Delinquency rates on student loans made in the past two years stand at 15 percent in the U.S. as recent graduates struggle to find jobs, Fair Isaac Corp. said.

The rate for 2010 through 2012 compares with 12.4 percent for loans made from 2005 to 2007, Fair Isaac’s FICO Labs said in a statement today, citing data from October. Average student- loan debt last year rose to $27,253 from $17,233 in 2005, and almost 60 percent of bank managers surveyed in December expect delinquencies to worsen in six months, FICO said.

“This situation is simply unsustainable and we’re already suffering the consequences,” Andrew Jennings, chief analytics officer of Fair Issac, said in the statement. “When wage growth is slow and jobs are not as plentiful as they once were, it is impossible for individuals to continue taking out ever-larger student loans without greatly increasing the risk of default.”

Student loans are the largest source of unsecured consumer debt in the U.S., according to the Consumer Financial Protection Bureau, and the rise in unpaid loans has spurred speculation about a possible bubble.

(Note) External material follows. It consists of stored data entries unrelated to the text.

//! Error types for the SOAP RPC client.

use crate::value::Value;
use indexmap::IndexMap;
use serde::{Deserialize, Serialize};
use std::fmt;
use thiserror::Error;

/// SOAP RPC client errors.
#[derive(Error, Debug)]
pub enum SoapError {
    /// A type or operation is missing from the service schema.
    #[error("Schema error: {0}")]
    Schema(String),

    /// Local input does not match the schema. Never sent over the wire.
    #[error("Schema violation: {0}")]
    SchemaViolation(String),

    #[error("Field '{field}' is not in type '{type_name}'")]
    UnknownField { field: String, type_name: String },

    #[error("{operation}() takes exactly {expected} argument(s). ({given} given)")]
    Arity {
        operation: String,
        expected: usize,
        given: usize,
    },

    /// Credential refresh needs an out-of-band challenge answer.
    #[error("Captcha challenge, token '{token}', url '{url}'")]
    AuthChallenge { token: String, url: String },

    #[error("Authentication error: {0}")]
    AuthToken(String),

    #[error("{0}")]
    RemoteFault(Box<ApiFault>),

    /// The request/response handshake did not complete.
    #[error("Transport error: {0}")]
    Transport(String),

    #[error("{0}")]
    Local(String),

    #[error("XML parsing error: {0}")]
    XmlParse(String),

    #[error("Malformed transcript: {0}")]
    MalformedTranscript(String),

    #[error("Configuration error: {0}")]
    Config(String),

    #[error("IO error: {0}")]
    Io(#[from] std::io::Error),
}

/// Result alias used throughout the crate.
pub type Result<T> = std::result::Result<T, SoapError>;

impl SoapError {
    /// Errors raised before any network activity.
    pub fn is_local(&self) -> bool {
        matches!(
            self,
            Self::Schema(_)
                | Self::SchemaViolation(_)
                | Self::UnknownField { .. }
                | Self::Arity { .. }
                | Self::Local(_)
                | Self::Config(_)
        )
    }

    /// The structured remote fault, if this is one.
    pub fn fault(&self) -> Option<&ApiFault> {
        match self {
            Self::RemoteFault(fault) => Some(fault),
            _ => None,
        }
    }

    pub(crate) fn violation(message: impl Into<String>) -> Self {
        Self::SchemaViolation(message.into())
    }
}

/// Category of a remote fault.
#[derive(Debug, Clone, Copy, PartialEq, Eq, Serialize, Deserialize)]
pub enum FaultCategory {
    /// Malformed or invalid request
    Request,
    /// Failure inside the remote service (quota, database, internal)
    InternalService,
    /// Account state prevents the call
    Account,
    /// Webpage / landing page problems
    Webpage,
    Billing,
    Authentication,
    /// No table entry for the fault identifier
    Unclassified,
}

impl FaultCategory {
    /// Get the string code for this category.
    pub fn as_str(&self) -> &'static str {
        match self {
            Self::Request => "REQUEST_ERROR",
            Self::InternalService => "INTERNAL_SERVICE_ERROR",
            Self::Account => "ACCOUNT_ERROR",
            Self::Webpage => "WEBPAGE_ERROR",
            Self::Billing => "BILLING_ERROR",
            Self::Authentication => "AUTHENTICATION_ERROR",
            Self::Unclassified => "UNCLASSIFIED_ERROR",
        }
    }

    /// Look up the category for a normalized fault identifier.
    ///
    /// Numeric legacy codes and error type names share one table; numeric
    /// identifiers are matched as their decimal string.
    pub fn classify(key: &str) -> Self {
        let key = key.trim();
        if let Ok(code) = key.parse::<u32>() {
            return Self::classify_code(code);
        }
        match key {
            "AdError" | "AdExtensionError" | "AdExtensionOverrideError" | "AdGroupAdError"
            | "AdGroupCriterionError" | "AdGroupServiceError" | "AdParamError"
            | "AdParamPolicyError" | "AlertError" | "ApiError" | "ApiUsageError"
            | "AudioError" | "BidLandscapeServiceError" | "BiddingError"
            | "BiddingTransitionError" | "BudgetError" | "BulkMutateJobError"
            | "CampaignAdExtensionError" | "CampaignCriterionError" | "CampaignError"
            | "CollectionSizeError" | "ConversionTrackingError" | "CriterionError"
            | "CriterionPolicyError" | "CurrencyCodeError" | "CustomerSyncError"
            | "DataError" | "DateError" | "DistinctError" | "ExperimentServiceError"
            | "GeoLocationError" | "IdError" | "ImageError" | "JobError"
            | "MatchesRegexError" | "MediaError" | "NewEntityCreationError"
            | "NotEmptyError" | "NullError" | "OperatorError" | "OpportunityError"
            | "PagingError" | "PolicyViolationError" | "RangeError" | "ReadOnlyError"
            | "RegionCodeError" | "RejectedError" | "ReportDefinitionError"
            | "RequestError" | "RequiredError" | "SelectorError"
            | "ServicedAccountError" | "SettingError" | "SizeLimitError"
            | "StatsQueryError" | "StringLengthError" | "TargetError"
            | "TargetingIdeaError" | "TrafficEstimatorError" | "UserListError"
            | "VideoError" => Self::Request,
            "InternalApiError" | "DatabaseError" | "QuotaCheckError" | "QuotaError"
            | "QuotaExceededError" | "RateExceededError" => Self::InternalService,
            "ClientTermsError" | "NotWhitelistedError" => Self::Account,
            "AuthenticationError" | "AuthorizationError" => Self::Authentication,
            _ => Self::Unclassified,
        }
    }

    fn classify_code(code: u32) -> Self {
        match code {
            1..=10 | 12..=17 | 19..=49 | 51 | 54 | 57..=59 | 61..=63 | 70..=83 | 87..=94
            | 96 | 97 | 99 | 112 | 115 | 116 | 120..=125 | 127 | 128 | 131 | 133 | 134
            | 137 | 138 | 140..=142 | 144..=147 | 149 | 153 | 156..=158 | 170..=174
            | 176 | 177 | 186 | 188 | 190 | 206 | 207 => Self::Request,
            0 | 18 | 55 | 60 | 95 | 98 | 117 | 143 | 155 => Self::InternalService,
            84..=86 | 111 | 119 | 129 | 139 | 162..=165 | 183 | 189 => Self::Account,
            100..=105 => Self::Webpage,
            50 | 52 | 53 | 106 | 107 | 109 | 110 | 114 | 118 | 130 | 132 => Self::Billing,
            166 | 184 => Self::Authentication,
            _ => Self::Unclassified,
        }
    }
}

impl fmt::Display for FaultCategory {
    fn fmt(&self, f: &mut fmt::Formatter<'_>) -> fmt::Result {
        f.write_str(self.as_str())
    }
}

/// One entry of a fault's `errors` list.
#[derive(Debug, Clone, PartialEq, Default)]
pub struct ApiErrorDetail {
    /// Normalized error type (from `*.Type` elements)
    pub error_type: Option<String>,
    /// Path to the offending request field
    pub field_path: Option<String>,
    /// Value that triggered the error
    pub trigger: Option<String>,
    pub reason: Option<String>,
    /// Every field of the error record, as parsed
    pub fields: IndexMap<String, Value>,
}

impl ApiErrorDetail {
    fn from_value(value: &Value) -> Self {
        let fields = value.as_record().cloned().unwrap_or_default();
        let text = |key: &str| fields.get(key).and_then(Value::as_str).map(String::from);
        Self {
            error_type: text("type"),
            field_path: text("fieldPath"),
            trigger: text("trigger"),
            reason: text("reason"),
            fields: fields.clone(),
        }
    }
}

/// A structured remote fault, built from the normalized fault record.
#[derive(Debug, Clone, PartialEq)]
pub struct ApiFault {
    pub category: FaultCategory,
    pub fault_code: String,
    pub fault_string: String,
    /// Detail message, falling back to the fault string
    pub message: String,
    /// Legacy numeric code, when the fault carries one
    pub code: Option<i64>,
    pub trigger: Option<String>,
    pub errors: Vec<ApiErrorDetail>,
    /// The normalized fault record
    pub raw: Value,
}

impl ApiFault {
    /// Build a fault from a normalized fault record and classify it.
    ///
    /// The category comes from `detail.code` when present, otherwise from
    /// the type of the first entry in `detail.errors`.
    pub fn from_record(raw: Value) -> Self {
        let text = |v: Option<&Value>| v.and_then(Value::as_str).unwrap_or("").to_string();
        let fault_code = text(raw.get("faultcode"));
        let fault_string = text(raw.get("faultstring"));

        let detail = raw.get("detail").filter(|d| !d.is_empty());
        let code = detail
            .and_then(|d| d.get("code"))
            .and_then(Value::as_str)
            .and_then(|c| c.trim().parse::<i64>().ok());
        let trigger = detail
            .and_then(|d| d.get("trigger"))
            .and_then(Value::as_str)
            .map(String::from);
        let mut message = text(detail.and_then(|d| d.get("message")));
        if message.is_empty() {
            message = fault_string.clone();
        }

        let errors = match detail {
            Some(d) => match d.get("errors") {
                Some(Value::List(items)) => items.iter().map(ApiErrorDetail::from_value).collect(),
                Some(single @ Value::Record(_)) => vec![ApiErrorDetail::from_value(single)],
                Some(_) => Vec::new(),
                None => vec![ApiErrorDetail::from_value(d)],
            },
            None => vec![ApiErrorDetail::default()],
        };

        let category = match (code, errors.first().and_then(|e| e.error_type.as_deref())) {
            (Some(code), _) => FaultCategory::classify(&code.to_string()),
            (None, Some(error_type)) => FaultCategory::classify(error_type),
            (None, None) => FaultCategory::Unclassified,
        };

        Self {
            category,
            fault_code,
            fault_string,
            message,
            code,
            trigger,
            errors,
            raw,
        }
    }
}

impl fmt::Display for ApiFault {
    fn fmt(&self, f: &mut fmt::Formatter<'_>) -> fmt::Result {
        write!(f, "[{}] {}", self.category.as_str(), self.message)
    }
}
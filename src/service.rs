//! Service endpoints: the call orchestrator and the lazy method registry.
//!
//! A call runs under the client's session lock from start to finish:
//! credential refresh, header injection, arity check, validation and packing,
//! dispatch through a fresh [`Transcript`], log records, fault handling, then
//! decoding and cardinality restoration. The lock guard is dropped on every
//! return path.

use crate::client::{ClientShared, Session};
use crate::diagnostics::LogTarget;
use crate::error::{ApiFault, Result, SoapError};
use crate::marshal::{Marshaler, NamespacePrefixer, SoapRequest};
use crate::parser;
use crate::restore::{decode_response, Restorer};
use crate::schema::{OperationDescriptor, TypeDirectory};
use crate::transcript::Transcript;
use crate::transport::{split_url, HttpRequest, HttpResponse};
use crate::validator::SchemaValidator;
use crate::value::Value;
use chrono::{DateTime, Utc};
use parking_lot::Mutex;
use std::collections::HashMap;
use std::fmt;
use std::sync::Arc;
use tracing::{debug, warn, Level};

const USER_AGENT: &str = concat!("soap-rpc-client/", env!("CARGO_PKG_VERSION"));

/// Dynamic dispatch by operation name.
pub trait Invoke {
    fn invoke(&self, name: &str, args: &[Value]) -> Result<Value>;
}

type CallFn = dyn Fn(&[Value]) -> Result<Value> + Send + Sync;

/// A remote operation bound to its service.
#[derive(Clone)]
pub struct RemoteMethod {
    name: String,
    call: Arc<CallFn>,
}

impl RemoteMethod {
    pub fn name(&self) -> &str {
        &self.name
    }

    pub fn call(&self, args: &[Value]) -> Result<Value> {
        (self.call)(args)
    }
}

impl fmt::Debug for RemoteMethod {
    fn fmt(&self, f: &mut fmt::Formatter<'_>) -> fmt::Result {
        f.debug_struct("RemoteMethod").field("name", &self.name).finish()
    }
}

/// Everything a call needs. Shared by the registry's closures.
struct Endpoint {
    name: String,
    url: String,
    directory: Arc<TypeDirectory>,
    prefixer: NamespacePrefixer,
    client: Arc<ClientShared>,
}

/// A remote SOAP service.
pub struct SoapService {
    endpoint: Arc<Endpoint>,
    registry: Mutex<HashMap<String, RemoteMethod>>,
}

impl SoapService {
    pub(crate) fn new(
        client: Arc<ClientShared>,
        name: String,
        url: String,
        directory: Arc<TypeDirectory>,
    ) -> Self {
        let prefixer = NamespacePrefixer::new(client.config.encoding.namespace_prefixes.clone());
        Self {
            endpoint: Arc::new(Endpoint {
                name,
                url,
                directory,
                prefixer,
                client,
            }),
            registry: Mutex::new(HashMap::new()),
        }
    }

    pub fn name(&self) -> &str {
        &self.endpoint.name
    }

    pub fn url(&self) -> &str {
        &self.endpoint.url
    }

    pub fn directory(&self) -> &TypeDirectory {
        &self.endpoint.directory
    }

    /// Names of the operations this service offers.
    pub fn operations(&self) -> Vec<String> {
        self.endpoint.directory.operation_names().to_vec()
    }

    /// Look up an operation, binding and caching it on first use.
    pub fn method(&self, name: &str) -> Result<RemoteMethod> {
        let mut registry = self.registry.lock();
        if let Some(method) = registry.get(name) {
            return Ok(method.clone());
        }

        let operation = Arc::new(self.endpoint.directory.operation(name)?.clone());
        let endpoint = Arc::clone(&self.endpoint);
        let method = RemoteMethod {
            name: operation.name.clone(),
            call: Arc::new(move |args: &[Value]| endpoint.call(&operation, args)),
        };
        debug!(service = %self.endpoint.name, operation = %method.name, "Bound remote method");
        registry.insert(name.to_string(), method.clone());
        Ok(method)
    }

    /// Send a caller-built SOAP envelope and return the raw response text.
    pub fn call_raw(&self, message: &str) -> Result<Value> {
        self.endpoint.call_raw(message)
    }
}

impl Invoke for SoapService {
    fn invoke(&self, name: &str, args: &[Value]) -> Result<Value> {
        self.method(name)?.call(args)
    }
}

impl Endpoint {
    fn call(&self, operation: &OperationDescriptor, args: &[Value]) -> Result<Value> {
        let mut session = self.client.session.lock();
        let result = self.dispatch(&mut session, operation, args);
        self.keep_trace(&mut session, &result);
        result
    }

    fn call_raw(&self, message: &str) -> Result<Value> {
        let mut session = self.client.session.lock();
        let result = self.dispatch_raw(message);
        self.keep_trace(&mut session, &result);
        result
    }

    fn keep_trace(&self, session: &mut Session, result: &Result<Value>) {
        if !self.client.config.settings.debug {
            return;
        }
        if let Err(e) = result {
            session.last_trace = Some(format!("{:?}", e));
        }
    }

    fn dispatch(
        &self,
        session: &mut Session,
        operation: &OperationDescriptor,
        args: &[Value],
    ) -> Result<Value> {
        let settings = &self.client.config.settings;

        self.client.check_required_headers(session)?;
        self.client.ensure_credential(session)?;
        let header = self.client.wire_headers(session)?;

        if args.len() != operation.inputs.len() {
            return Err(SoapError::Arity {
                operation: operation.name.clone(),
                expected: operation.inputs.len(),
                given: args.len(),
            });
        }
        let params = self.pack_inputs(operation, args)?;

        let request = SoapRequest {
            header_namespace: self
                .client
                .config
                .encoding
                .header_namespace
                .clone()
                .unwrap_or_else(|| self.directory.namespace().to_string()),
            header,
            operation: operation.name.clone(),
            namespace: self.directory.namespace().to_string(),
            prefixes: self.prefixes(operation),
            params,
        };
        let body = request.to_xml()?;

        let started = Utc::now();
        let mut transcript = self.transcript();
        let sent = self
            .client
            .transport
            .send(&self.http_request(body)?, &mut transcript);

        if settings.raw_debug {
            return self.raw_result(&transcript, sent);
        }

        let is_fault = matches!(transcript.fault(), Ok(Some(_)));
        self.emit_records(&transcript, started, &operation.name, is_fault);

        // Raw mode hands faults back to the caller untouched.
        let response = self.check_exchange(&transcript, sent, !settings.raw_response)?;
        if settings.raw_response {
            return Ok(self.wrap(Value::Text(response.body)));
        }
        if response.status >= 400 {
            return Err(SoapError::Transport(format!(
                "HTTP {} from {}",
                response.status, self.url
            )));
        }

        let decoded = match transcript.response_element() {
            Some(element) => decode_response(element, &operation.outputs),
            None => Value::Null,
        };
        let result = Restorer::new(&self.directory)
            .item_element(&self.client.config.encoding.item_element)
            .restore(decoded, &operation.outputs);

        let units = transcript.units().and_then(|u| u.parse().ok());
        let operations = transcript.operations().and_then(|o| o.parse().ok());
        session.usage.record(units, operations);

        Ok(self.wrap(result))
    }

    fn dispatch_raw(&self, message: &str) -> Result<Value> {
        let started = Utc::now();
        let mut transcript = self.transcript();
        let sent = self
            .client
            .transport
            .send(&self.http_request(message.to_string())?, &mut transcript);

        if self.client.config.settings.raw_debug {
            return self.raw_result(&transcript, sent);
        }

        let is_fault = matches!(transcript.fault(), Ok(Some(_)));
        let method = transcript.call_name().unwrap_or_default();
        self.emit_records(&transcript, started, &method, is_fault);

        let response = self.check_exchange(&transcript, sent, true)?;
        Ok(self.wrap(Value::Text(response.body)))
    }

    /// Validate and pack positional arguments against the operation inputs.
    fn pack_inputs(
        &self,
        operation: &OperationDescriptor,
        args: &[Value],
    ) -> Result<Vec<(String, crate::value::WireValue)>> {
        let settings = &self.client.config.settings;
        let encoding = &self.client.config.encoding;
        let validator = SchemaValidator::new(&self.directory);
        let marshaler = Marshaler::new(&self.directory, &self.prefixer)
            .wrap_lists(encoding.wrap_lists, &encoding.item_element);

        let mut params = Vec::with_capacity(args.len());
        for (input, arg) in operation.inputs.iter().zip(args) {
            let namespace = if input.namespace.is_empty() {
                self.directory.namespace()
            } else {
                input.namespace.as_str()
            };
            if settings.strict {
                validator.validate(arg, namespace, &input.type_name, &input.max_occurs)?;
            }
            let packed = marshaler.pack(arg, namespace, &input.type_name)?;
            params.push((input.name.clone(), packed));
        }
        Ok(params)
    }

    /// Prefix declarations for the operation element. Operations without
    /// inputs only declare the default namespace.
    fn prefixes(&self, operation: &OperationDescriptor) -> Vec<(String, String)> {
        if operation.inputs.is_empty() {
            return Vec::new();
        }
        let mut prefixes: Vec<(String, String)> = Vec::new();
        for namespace in self.directory.namespaces() {
            let prefix = self.prefixer.prefix(namespace);
            if prefixes.iter().any(|(p, _)| *p == prefix) {
                continue;
            }
            prefixes.push((prefix, namespace.to_string()));
        }
        prefixes
    }

    fn http_request(&self, body: String) -> Result<HttpRequest> {
        let settings = &self.client.config.settings;
        let mut headers = vec![
            (
                "Content-Type".to_string(),
                "text/xml; charset=utf-8".to_string(),
            ),
            ("SOAPAction".to_string(), "\"\"".to_string()),
            ("User-Agent".to_string(), USER_AGENT.to_string()),
        ];
        if let Some(signer) = &self.client.signer {
            headers.push(("Authorization".to_string(), signer.authorization(&self.url)?));
        }
        let encoding = if settings.compress { "gzip" } else { "identity" };
        headers.push(("Accept-Encoding".to_string(), encoding.to_string()));
        Ok(HttpRequest {
            url: self.url.clone(),
            headers,
            body,
        })
    }

    fn transcript(&self) -> Transcript {
        let settings = &self.client.config.settings;
        Transcript::new()
            .with_masked_fields(settings.masked_fields.iter().cloned())
            .with_pretty_xml(settings.pretty_xml)
    }

    /// Turn the captured exchange into a response, or the error it carries.
    /// Faults are raised only when `raise_faults` is set.
    fn check_exchange(
        &self,
        transcript: &Transcript,
        sent: Result<HttpResponse>,
        raise_faults: bool,
    ) -> Result<HttpResponse> {
        if !transcript.is_handshake_complete() {
            let html = transcript.raw_body_in().and_then(parser::error_from_html);
            let message = match (html, sent) {
                (Some(message), _) => message,
                (None, Err(e)) => e.to_string(),
                (None, Ok(_)) => "Unknown error.".to_string(),
            };
            return Err(SoapError::Transport(message));
        }
        let response = sent.map_err(|e| SoapError::Local(e.to_string()))?;
        if !transcript.is_soap() {
            return Err(SoapError::Transport("Unknown error.".to_string()));
        }
        if raise_faults {
            if let Some(fault) = fault_error(transcript) {
                return Err(fault);
            }
        }
        Ok(response)
    }

    fn raw_result(&self, transcript: &Transcript, sent: Result<HttpResponse>) -> Result<Value> {
        if !transcript.is_handshake_complete() {
            return Err(match sent {
                Err(e) => e,
                Ok(_) => SoapError::Transport("Unknown error.".to_string()),
            });
        }
        let response = sent?;
        Ok(self.wrap(Value::Text(response.body)))
    }

    /// Lists already are tuples and void stays void.
    fn wrap(&self, value: Value) -> Value {
        match value {
            Value::List(_) | Value::Null => value,
            single if self.client.config.settings.wrap_in_tuple => Value::List(vec![single]),
            single => single,
        }
    }

    fn emit_records(
        &self,
        transcript: &Transcript,
        started: DateTime<Utc>,
        method: &str,
        is_fault: bool,
    ) {
        let settings = &self.client.config.settings;
        let sink = &self.client.diagnostics;
        let level = if is_fault { Level::WARN } else { Level::INFO };

        let xml_target = LogTarget::from_flags(settings.xml_log, settings.debug);
        if xml_target != LogTarget::None {
            let message = format!(
                "StartTime: {}\n{}\nStopTime: {}",
                started.to_rfc3339(),
                transcript.render(),
                Utc::now().to_rfc3339()
            );
            sink.record("soap_xml", level, xml_target, &message);
        }

        let request_target = LogTarget::from_flags(settings.request_log, settings.debug);
        if request_target != LogTarget::None {
            let (host, _) = split_url(&self.url);
            let operators = transcript
                .operator_counts()
                .map(|counts| {
                    counts
                        .iter()
                        .map(|(operator, count)| format!("{}:{}", operator, count))
                        .collect::<Vec<_>>()
                        .join(",")
                })
                .unwrap_or_default();
            let message = format!(
                "host={} service={} method={} operator={} responseTime={} operations={} units={} requestId={} isFault={}",
                host,
                self.name,
                method,
                operators,
                transcript.response_time().unwrap_or_default(),
                transcript.operations().unwrap_or_default(),
                transcript.units().unwrap_or_default(),
                transcript.request_id().unwrap_or_default(),
                is_fault
            );
            sink.record("request_info", level, request_target, &message);
        }
    }
}

/// The classified remote fault carried by the response, if any.
fn fault_error(transcript: &Transcript) -> Option<SoapError> {
    match transcript.fault() {
        Ok(Some(fault)) => {
            let fault = if fault.get("detail").map(Value::is_empty).unwrap_or(true) {
                transcript.fault_fallback().ok().flatten().unwrap_or(fault)
            } else {
                fault
            };
            let fault = ApiFault::from_record(fault);
            warn!(category = %fault.category, message = %fault.message, "Remote fault");
            Some(SoapError::RemoteFault(Box::new(fault)))
        }
        Ok(None) => None,
        Err(e) => {
            warn!(error = %e, "Unable to parse fault");
            Some(SoapError::Local(
                transcript.raw_body_in().unwrap_or_default().to_string(),
            ))
        }
    }
}
//! Transport interface and the ureq-backed HTTP transport.

use crate::error::{Result, SoapError};
use crate::transcript::TrafficSink;
use std::time::Duration;
use tracing::debug;
use ureq::config::AutoHeaderValue;
use ureq::Agent;

/// An outgoing HTTP POST.
#[derive(Debug, Clone, Default)]
pub struct HttpRequest {
    pub url: String,
    pub headers: Vec<(String, String)>,
    pub body: String,
}

impl HttpRequest {
    pub fn header(&self, name: &str) -> Option<&str> {
        self.headers
            .iter()
            .find(|(k, _)| k.eq_ignore_ascii_case(name))
            .map(|(_, v)| v.as_str())
    }
}

/// A received HTTP response. Error statuses are ordinary responses.
#[derive(Debug, Clone, Default)]
pub struct HttpResponse {
    pub status: u16,
    pub headers: Vec<(String, String)>,
    pub body: String,
}

/// Synchronous request/response transport.
///
/// Implementations must write every part of the exchange they complete into
/// `sink`, in order: outgoing headers, outgoing body, incoming headers,
/// incoming body.
pub trait Transport: Send + Sync {
    fn send(&self, request: &HttpRequest, sink: &mut dyn TrafficSink) -> Result<HttpResponse>;
}

/// Write the outgoing half of an exchange into `sink`.
pub fn record_request(request: &HttpRequest, sink: &mut dyn TrafficSink) {
    let (host, path) = split_url(&request.url);
    let mut headers = format!("POST {} HTTP/1.1\nHost: {}", path, host);
    for (name, value) in &request.headers {
        headers.push('\n');
        headers.push_str(name);
        headers.push_str(": ");
        headers.push_str(value);
    }
    sink.outgoing_headers(&headers);
    sink.outgoing_body(&request.body);
}

/// Write the incoming half of an exchange into `sink`.
pub fn record_response(response: &HttpResponse, sink: &mut dyn TrafficSink) {
    let mut headers = format!("HTTP/1.1 {}", response.status);
    for (name, value) in &response.headers {
        headers.push('\n');
        headers.push_str(name);
        headers.push_str(": ");
        headers.push_str(value);
    }
    sink.incoming_headers(&headers);
    sink.incoming_body(&response.body);
}

pub(crate) fn split_url(url: &str) -> (&str, &str) {
    let rest = url.split_once("://").map(|(_, rest)| rest).unwrap_or(url);
    match rest.find('/') {
        Some(index) => (&rest[..index], &rest[index..]),
        None => (rest, "/"),
    }
}

/// HTTP transport built on a blocking ureq agent.
pub struct UreqTransport {
    agent: Agent,
}

impl UreqTransport {
    pub fn new() -> Self {
        Self::with_timeout(None)
    }

    pub fn with_timeout(timeout: Option<Duration>) -> Self {
        // Fault responses arrive with 500 status and must still be read.
        // Accept-Encoding comes from the request, never from the agent.
        let config = Agent::config_builder()
            .http_status_as_error(false)
            .accept_encoding(AutoHeaderValue::None)
            .timeout_global(timeout)
            .build();
        let agent: Agent = config.into();
        Self { agent }
    }
}

impl Default for UreqTransport {
    fn default() -> Self {
        Self::new()
    }
}

impl Transport for UreqTransport {
    fn send(&self, request: &HttpRequest, sink: &mut dyn TrafficSink) -> Result<HttpResponse> {
        record_request(request, sink);

        let mut builder = self.agent.post(&request.url);
        for (name, value) in &request.headers {
            builder = builder.header(name.as_str(), value.as_str());
        }
        let mut response = builder
            .send(request.body.as_str())
            .map_err(|e| SoapError::Transport(format!("{}: {}", request.url, e)))?;

        let status = response.status().as_u16();
        let headers = response
            .headers()
            .iter()
            .map(|(name, value)| {
                (
                    name.as_str().to_string(),
                    value.to_str().unwrap_or_default().to_string(),
                )
            })
            .collect();
        let body = response
            .body_mut()
            .read_to_string()
            .map_err(|e| SoapError::Transport(format!("Failed to read response body: {}", e)))?;

        debug!(url = %request.url, status = status, bytes = body.len(), "Received response");

        let response = HttpResponse {
            status,
            headers,
            body,
        };
        record_response(&response, sink);
        Ok(response)
    }
}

With college costs climbing faster than the rate of inflation over the past four decades, outstanding education debt has swelled to $1 trillion, more than what Americans owe on their credit cards.

Subprime mortgage delinquencies, which helped trigger a global credit crunch during the last decade, reached 15 percent in the middle of 2007 as the financial crisis began to develop.

Fair Isaac is the Minneapolis-based developer of the FICO score, a measurement of consumer credit risk that banks use to decide whether to extend loans and what interest rate to charge.